Thank you for highlighting the differences so clearly! For some reason it didn’t click for me until I read this. The potential for fiber leaks has always been something I didn’t like about the Zio design. It’s really interesting to see more clearly now how the Zio design could be modified to avoid that possibility. Making the potential for running fibers escaping a scope visible in the type signature would definitely make things easier to reason about.

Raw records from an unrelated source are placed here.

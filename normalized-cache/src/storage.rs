//! The normalized store.
//!
//! Two nested maps: storage key → bucket, bucket → field key → value. The
//! root bucket (`__root`) always exists and holds root-level query fields;
//! every promoted entity gets a bucket of its own, and parents hold a link
//! (`{"__ref": key}`) where the entity appeared. Plain nested value objects
//! stay inline in their parent cell.
//!
//! Buckets are created on first write and are never removed by normal writes;
//! only `clear()` empties the store.

use std::sync::LazyLock;

use indexmap::IndexMap;
use serde::de::Deserializer;
use serde::ser::SerializeMap;
use serde::ser::Serializer;
use serde::Deserialize;
use serde::Serialize;
use serde_json_bytes::Value as JSON;

use crate::keys::EntityKey;
use crate::keys::FieldKey;
use crate::keys::StorageKey;

pub(crate) const REF_KEY: &str = "__ref";
/// Wire tag for inline composites, so an empty composite and an opaque empty
/// scalar object stay distinct through serialization.
pub(crate) const FIELDS_KEY: &str = "__fields";

pub type Fields = IndexMap<FieldKey, StoredValue>;

static EMPTY_FIELDS: LazyLock<Fields> = LazyLock::new(Fields::default);

#[derive(Debug, Clone, PartialEq, Serialize, Deserialize)]
#[serde(transparent)]
pub struct Storage {
    buckets: IndexMap<StorageKey, Fields>,
}

impl Storage {
    pub fn new() -> Self {
        let mut buckets = IndexMap::new();
        buckets.insert(StorageKey::root(), Fields::default());
        Self { buckets }
    }

    pub fn bucket(&self, key: &StorageKey) -> Option<&Fields> {
        self.buckets.get(key)
    }

    pub(crate) fn bucket_mut(&mut self, key: &StorageKey) -> &mut Fields {
        self.buckets.entry(key.clone()).or_default()
    }

    pub(crate) fn root(&self) -> &Fields {
        self.buckets
            .get(&StorageKey::root())
            .unwrap_or(&EMPTY_FIELDS)
    }

    pub fn buckets(&self) -> impl Iterator<Item = (&StorageKey, &Fields)> {
        self.buckets.iter()
    }

    pub(crate) fn into_buckets(self) -> impl Iterator<Item = (StorageKey, Fields)> {
        self.buckets.into_iter()
    }

    /// Entity keys of every bucket belonging to `typename`.
    pub(crate) fn keys_of_type<'a>(
        &'a self,
        typename: &'a str,
    ) -> impl Iterator<Item = &'a StorageKey> + 'a {
        self.buckets
            .keys()
            .filter(move |key| key.has_typename(typename))
    }

    pub fn len(&self) -> usize {
        self.buckets.len()
    }

    pub fn is_empty(&self) -> bool {
        self.buckets.is_empty()
    }
}

impl Default for Storage {
    fn default() -> Self {
        Self::new()
    }
}

/// One cell of a bucket.
#[derive(Debug, Clone, PartialEq)]
pub enum StoredValue {
    /// A leaf value stored verbatim. Custom scalars may carry arbitrary JSON.
    Scalar(JSON),
    /// A reference to an entity bucket.
    Link(EntityKey),
    List(Vec<StoredValue>),
    /// An inline value object, keyed like a bucket but stored in place.
    Object(Fields),
}

impl StoredValue {
    pub fn as_scalar(&self) -> Option<&JSON> {
        match self {
            Self::Scalar(value) => Some(value),
            _ => None,
        }
    }

    pub fn as_link(&self) -> Option<&EntityKey> {
        match self {
            Self::Link(key) => Some(key),
            _ => None,
        }
    }

    pub fn as_list(&self) -> Option<&[StoredValue]> {
        match self {
            Self::List(items) => Some(items),
            _ => None,
        }
    }

    pub fn as_fields(&self) -> Option<&Fields> {
        match self {
            Self::Object(fields) => Some(fields),
            _ => None,
        }
    }

    fn from_snapshot_value(value: JSON) -> Self {
        match value {
            JSON::Array(items) => {
                Self::List(items.into_iter().map(Self::from_snapshot_value).collect())
            }
            JSON::Object(mut object) => {
                if object.len() == 1 {
                    if let Some(JSON::String(key)) = object.get(REF_KEY) {
                        return Self::Link(EntityKey::from_raw(key.as_str()));
                    }
                    if matches!(object.get(FIELDS_KEY), Some(JSON::Object(_))) {
                        if let Some(JSON::Object(fields)) = object.remove(FIELDS_KEY) {
                            return Self::Object(
                                fields
                                    .into_iter()
                                    .map(|(key, value)| {
                                        (
                                            FieldKey::from_raw(key.as_str()),
                                            Self::from_snapshot_value(value),
                                        )
                                    })
                                    .collect(),
                            );
                        }
                    }
                }
                // Any other object is an opaque scalar.
                Self::Scalar(JSON::Object(object))
            }
            scalar => Self::Scalar(scalar),
        }
    }
}

impl Serialize for StoredValue {
    fn serialize<S>(&self, serializer: S) -> Result<S::Ok, S::Error>
    where
        S: Serializer,
    {
        match self {
            Self::Scalar(value) => value.serialize(serializer),
            Self::Link(key) => {
                let mut map = serializer.serialize_map(Some(1))?;
                map.serialize_entry(REF_KEY, key.as_str())?;
                map.end()
            }
            Self::List(items) => serializer.collect_seq(items),
            Self::Object(fields) => {
                let mut map = serializer.serialize_map(Some(1))?;
                map.serialize_entry(FIELDS_KEY, fields)?;
                map.end()
            }
        }
    }
}

impl<'de> Deserialize<'de> for StoredValue {
    fn deserialize<D>(deserializer: D) -> Result<Self, D::Error>
    where
        D: Deserializer<'de>,
    {
        let value = JSON::deserialize(deserializer)?;
        Ok(Self::from_snapshot_value(value))
    }
}

/// Deep-merges an incoming cell value over an existing one.
///
/// Scalars and links are last-write-wins; two lists merge element-wise with
/// the incoming length winning; two inline objects merge recursively. An
/// incoming inline object never overwrites an existing entity link: a payload
/// without the entity's key fields must not sever the reference already in
/// place.
pub(crate) fn merge_stored(existing: Option<&StoredValue>, incoming: StoredValue) -> StoredValue {
    match (existing, incoming) {
        (Some(StoredValue::Link(key)), StoredValue::Object(_)) => StoredValue::Link(key.clone()),
        (Some(StoredValue::Object(existing)), StoredValue::Object(incoming)) => {
            let mut merged = existing.clone();
            merge_fields(&mut merged, incoming);
            StoredValue::Object(merged)
        }
        (Some(StoredValue::List(existing)), StoredValue::List(incoming)) => StoredValue::List(
            incoming
                .into_iter()
                .enumerate()
                .map(|(index, item)| merge_stored(existing.get(index), item))
                .collect(),
        ),
        (_, incoming) => incoming,
    }
}

pub(crate) fn merge_fields(target: &mut Fields, source: Fields) {
    for (key, incoming) in source {
        let merged = merge_stored(target.get(&key), incoming);
        target.insert(key, merged);
    }
}

#[cfg(test)]
mod tests {
    use pretty_assertions::assert_eq;
    use serde_json_bytes::json;

    use super::*;

    fn fields(entries: Vec<(&str, StoredValue)>) -> Fields {
        entries
            .into_iter()
            .map(|(key, value)| (FieldKey::from_raw(key), value))
            .collect()
    }

    #[test]
    fn root_bucket_always_exists() {
        let storage = Storage::new();
        assert!(storage.bucket(&StorageKey::root()).is_some());
        assert_eq!(storage.len(), 1);
    }

    #[test]
    fn scalars_and_links_are_last_write_wins() {
        let old = StoredValue::Scalar(json!("Alice"));
        let merged = merge_stored(Some(&old), StoredValue::Scalar(json!("Bob")));
        assert_eq!(merged, StoredValue::Scalar(json!("Bob")));

        let old = StoredValue::Link(EntityKey::from_raw("User:1"));
        let merged = merge_stored(Some(&old), StoredValue::Link(EntityKey::from_raw("User:2")));
        assert_eq!(merged, StoredValue::Link(EntityKey::from_raw("User:2")));
    }

    #[test]
    fn null_overwrites() {
        let old = StoredValue::Scalar(json!("Alice"));
        let merged = merge_stored(Some(&old), StoredValue::Scalar(JSON::Null));
        assert_eq!(merged, StoredValue::Scalar(JSON::Null));
    }

    #[test]
    fn inline_object_never_replaces_a_link() {
        let link = StoredValue::Link(EntityKey::from_raw("User:1"));
        let incoming = StoredValue::Object(fields(vec![(
            "name@{}",
            StoredValue::Scalar(json!("Alice")),
        )]));
        assert_eq!(merge_stored(Some(&link), incoming), link);
    }

    #[test]
    fn inline_objects_merge_recursively() {
        let old = StoredValue::Object(fields(vec![
            ("a@{}", StoredValue::Scalar(json!(1))),
            ("b@{}", StoredValue::Scalar(json!(2))),
        ]));
        let incoming = StoredValue::Object(fields(vec![
            ("b@{}", StoredValue::Scalar(json!(20))),
            ("c@{}", StoredValue::Scalar(json!(3))),
        ]));
        let merged = merge_stored(Some(&old), incoming);
        assert_eq!(
            merged,
            StoredValue::Object(fields(vec![
                ("a@{}", StoredValue::Scalar(json!(1))),
                ("b@{}", StoredValue::Scalar(json!(20))),
                ("c@{}", StoredValue::Scalar(json!(3))),
            ]))
        );
    }

    #[test]
    fn incoming_list_length_wins() {
        let old = StoredValue::List(vec![
            StoredValue::Scalar(json!(1)),
            StoredValue::Scalar(json!(2)),
            StoredValue::Scalar(json!(3)),
        ]);
        let shorter = StoredValue::List(vec![StoredValue::Scalar(json!(10))]);
        assert_eq!(
            merge_stored(Some(&old), shorter),
            StoredValue::List(vec![StoredValue::Scalar(json!(10))])
        );

        let old = StoredValue::List(vec![StoredValue::Scalar(json!(1))]);
        let longer = StoredValue::List(vec![
            StoredValue::Scalar(json!(10)),
            StoredValue::Scalar(json!(20)),
        ]);
        assert_eq!(
            merge_stored(Some(&old), longer),
            StoredValue::List(vec![
                StoredValue::Scalar(json!(10)),
                StoredValue::Scalar(json!(20)),
            ])
        );
    }

    #[test]
    fn array_and_object_mismatch_incoming_wins() {
        let old = StoredValue::List(vec![StoredValue::Scalar(json!(1))]);
        let incoming = StoredValue::Object(fields(vec![("a@{}", StoredValue::Scalar(json!(1)))]));
        assert_eq!(merge_stored(Some(&old), incoming.clone()), incoming);
    }

    #[test]
    fn stored_value_serde_preserves_wire_tags() {
        let value = StoredValue::Object(fields(vec![
            ("author@{}", StoredValue::Link(EntityKey::from_raw("User:1"))),
            (
                "tags@{}",
                StoredValue::List(vec![StoredValue::Scalar(json!("a"))]),
            ),
        ]));
        let encoded = serde_json::to_string(&value).unwrap();
        assert_eq!(
            encoded,
            r#"{"__fields":{"author@{}":{"__ref":"User:1"},"tags@{}":["a"]}}"#
        );
        let decoded: StoredValue = serde_json::from_str(&encoded).unwrap();
        assert_eq!(decoded, value);
    }

    #[test]
    fn empty_inline_composites_survive_serde() {
        // A selection that matched zero payload fields stores an empty
        // composite; it must not collapse into an opaque scalar `{}`.
        let value = StoredValue::Object(Fields::default());
        let encoded = serde_json::to_string(&value).unwrap();
        assert_eq!(encoded, r#"{"__fields":{}}"#);
        let decoded: StoredValue = serde_json::from_str(&encoded).unwrap();
        assert_eq!(decoded, value);
    }

    #[test]
    fn opaque_scalar_objects_survive_serde() {
        let value = StoredValue::Scalar(json!({"lat": 1.5, "lng": 2.5}));
        let encoded = serde_json::to_string(&value).unwrap();
        let decoded: StoredValue = serde_json::from_str(&encoded).unwrap();
        assert_eq!(decoded, value);

        let empty = StoredValue::Scalar(json!({}));
        let encoded = serde_json::to_string(&empty).unwrap();
        assert_eq!(encoded, "{}");
        let decoded: StoredValue = serde_json::from_str(&encoded).unwrap();
        assert_eq!(decoded, empty);
    }
}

The plan for the Swift library I have worked on has been to see if I can get away with keeping the fiber mechanism entirely private to the implementation by providing the right set of higher level primitives along the lines of par, race, etc. It’s not clear to me whether this is a good idea or not (and if so, what the minimum set of primitives would need to be).

So I am curious to learn more about use cases for fibers that need to outlive the scope that created them (but not the nursery that they were started with). These are the use cases that would motivate exposing lower level primitives (fibers, nurseries, etc) outside the library. Do you have any thoughts in this area?

This is very nice and makes the idea of exposing low level primitives like fork and join much more palatable.

I don’t know all of the details about Zio’s error handling, but one crucial bit is that there are two error channels in Zio. The main one is the E in the IO value. The other is the uncaught exception handler you mentioned which is necessary because of the Java exception model. So the design would be a lot cleaner if it weren’t for running on the JVM and having to deal with Java exceptions.

So my conjecture is that {nursery} is the right minimum set of primitives :-). I don’t know if this is correct! In some sense Trio is an experiment to test this conjecture. So far it seems to be working out pretty well though?

I feel like to some extent, you need the nursery to define what “the scope that created them” even means? For example, take the accept loop example we keep writing. I guess a pure functional version using ZIO notation might be something like:

def accept_loop(supervisor, listen_socket, handler) =
  for {
    socket <- listen_socket.accept()
    _      <- handler(socket)).fork(supervisor)
    _      <- accept_loop(supervisor, listen_socket, handler)
  } yield ()

def tcp_server(port, handler) =
  for {
    ls <- open_listen_socket(port)
    _  <- with_supervisor(supervisor -> accept_loop(supervisor, ls, handler))
  } yield ()

It seems like this kind of relies on being able to pass the supervisor around?

I’m not sure if this is the kind of thing you’re looking for or not.